It’s been a while since my adventure in western Mongolia with photographer Timothy Allen and seven fellow photography lovers, and yet I still think of it all the time.
We camped in the Altai Tavan Bogd National Park, a vast and profoundly beautiful and pristine expanse where we met the world’s most tolerant and gracious Kazakhs whose lives we shared.
We savored stunning mountain landscapes, lush valleys, and seemingly Photoshopped sunsets. We tackled humbling off-road drives and river crossings in rugged Russian vans that were surprisingly comfortable and as durable as an Energizer bunny. (Though for some baffling reason the Russians designed them so that the windows on the left, aside from the driver’s, don’t open.)
We ate meat. A LOT of meat. At every sitting, there was meat. This makes sense, the Kazakh culture revolves around its livestock (horses, goats, and sheep) and their byproducts. There’s no agriculture to speak of and fruit is basically non-existent. Our wonderful cook Meruya, bought meat from the Kazakhs we visited and packed vegetables and fruits to add to our diet.

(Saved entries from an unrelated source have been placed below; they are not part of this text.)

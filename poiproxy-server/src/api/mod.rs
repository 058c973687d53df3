//! HTTP API over the service registry.
//!
//! The registry is shared behind a single mutex, so concurrent requests for
//! the same uncached service parse its document exactly once. Lookups that may
//! touch the disk run on the blocking pool.

mod browse;

use axum::{
    extract::{Path, State},
    http::{header, StatusCode},
    response::{IntoResponse, Response},
    routing::get,
    Json, Router,
};
use log::{error, info};
use poiproxy_core::{RegistryError, ServiceDescriptor, ServiceRegistry};
use std::sync::{Arc, Mutex, MutexGuard, PoisonError};
use tower_http::cors::CorsLayer;

// App State to share with routes
#[derive(Clone)]
pub struct AppState {
    pub registry: Arc<Mutex<ServiceRegistry>>,
}

impl AppState {
    pub fn new(registry: ServiceRegistry) -> Self {
        Self {
            registry: Arc::new(Mutex::new(registry)),
        }
    }

    fn registry(&self) -> MutexGuard<'_, ServiceRegistry> {
        lock(&self.registry)
    }

    /// Runs a registry operation that may read from disk off the async runtime.
    async fn with_registry<T, F>(&self, op: F) -> Result<T, Response>
    where
        F: FnOnce(&mut ServiceRegistry) -> T + Send + 'static,
        T: Send + 'static,
    {
        let registry = self.registry.clone();
        tokio::task::spawn_blocking(move || op(&mut lock(&registry)))
            .await
            .map_err(|e| {
                error!("API: registry task failed: {}", e);
                error_response(StatusCode::INTERNAL_SERVER_ERROR, "Registry task failed")
            })
    }

    /// Resolves a descriptor, turning registry failures into responses.
    async fn descriptor(&self, id: &str) -> Result<Arc<ServiceDescriptor>, Response> {
        let owned_id = id.to_string();
        let result = self
            .with_registry(move |registry| registry.get_descriptor(&owned_id))
            .await?;

        match result {
            Ok(Some(descriptor)) => Ok(descriptor),
            Ok(None) => Err(error_response(
                StatusCode::NOT_FOUND,
                format!("Service '{}' not found", id),
            )),
            Err(e @ RegistryError::MalformedDescriptor { .. }) => {
                error!("API: {}", e);
                Err(error_response(StatusCode::UNPROCESSABLE_ENTITY, e.to_string()))
            }
            Err(e) => {
                error!("API: {}", e);
                Err(error_response(StatusCode::INTERNAL_SERVER_ERROR, e.to_string()))
            }
        }
    }
}

fn lock(registry: &Mutex<ServiceRegistry>) -> MutexGuard<'_, ServiceRegistry> {
    // Registry state stays consistent even if a holder panicked.
    registry.lock().unwrap_or_else(PoisonError::into_inner)
}

pub fn router(state: AppState) -> Router {
    Router::new()
        .route("/health", get(health_check))
        .route("/services", get(list_services))
        .route("/services/:service_id", get(get_service))
        .route("/services/:service_id/raw", get(get_service_raw))
        .route("/browse/:service_id", get(browse::browse))
        .layer(CorsLayer::permissive())
        .with_state(state)
}

pub async fn run_api_server(state: AppState, port: u16) -> anyhow::Result<()> {
    let app = router(state);

    let addr = format!("0.0.0.0:{}", port);
    info!("API Server listening on {}", addr);

    let listener = tokio::net::TcpListener::bind(&addr).await?;
    axum::serve(listener, app).await?;
    Ok(())
}

fn error_response(status: StatusCode, msg: impl Into<String>) -> Response {
    let body = Json(serde_json::json!({"status": "ERROR", "msg": msg.into()}));
    (status, body).into_response()
}

async fn health_check() -> &'static str {
    "OK"
}

async fn list_services(State(state): State<AppState>) -> impl IntoResponse {
    let services = state.registry().service_ids();
    Json(serde_json::json!({"status": "OK", "services": services}))
}

async fn get_service(
    State(state): State<AppState>,
    Path(service_id): Path<String>,
) -> Response {
    match state.descriptor(&service_id).await {
        Ok(descriptor) => {
            Json(serde_json::json!({"status": "OK", "id": service_id, "service": descriptor.as_ref()}))
                .into_response()
        }
        Err(response) => response,
    }
}

async fn get_service_raw(
    State(state): State<AppState>,
    Path(service_id): Path<String>,
) -> Response {
    let id = service_id.clone();
    let text = match state.with_registry(move |registry| registry.get_raw_text(&id)).await {
        Ok(text) => text,
        Err(response) => return response,
    };

    match text {
        Some(text) => ([(header::CONTENT_TYPE, "application/json")], text).into_response(),
        None => error_response(
            StatusCode::NOT_FOUND,
            format!("Service '{}' not found", service_id),
        ),
    }
}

But in the end, we ate A LOT of meat. (I thought I might lose weight on this excursion, but alas, I think I gained a few pounds.)
We drank tea and coffee, and on occasion, fizzy fermented mares milk (a Kazakh favorite, but too sour for my taste), but nothing satisfied me more than the river-chilled, ice-cold Mongolian beers we drank every evening at dinner.
We immersed ourselves in Kazakh culture, camping near families Tim and his fixer, Agii (A-gee), had befriended over the years in areas of the park few travelers have explored. Other than two Norwegian climbers we met at a celebration in the middle of nowhere, we only saw Kazakhs.
Our Kazakh hosts enthusiastically embraced our presence, allowing us to experience their lives as they lived it. We crashed two Mongolian weddings and a party. What a hoot! (P.S. Tim and Agii knew we’d be welcome and we were.)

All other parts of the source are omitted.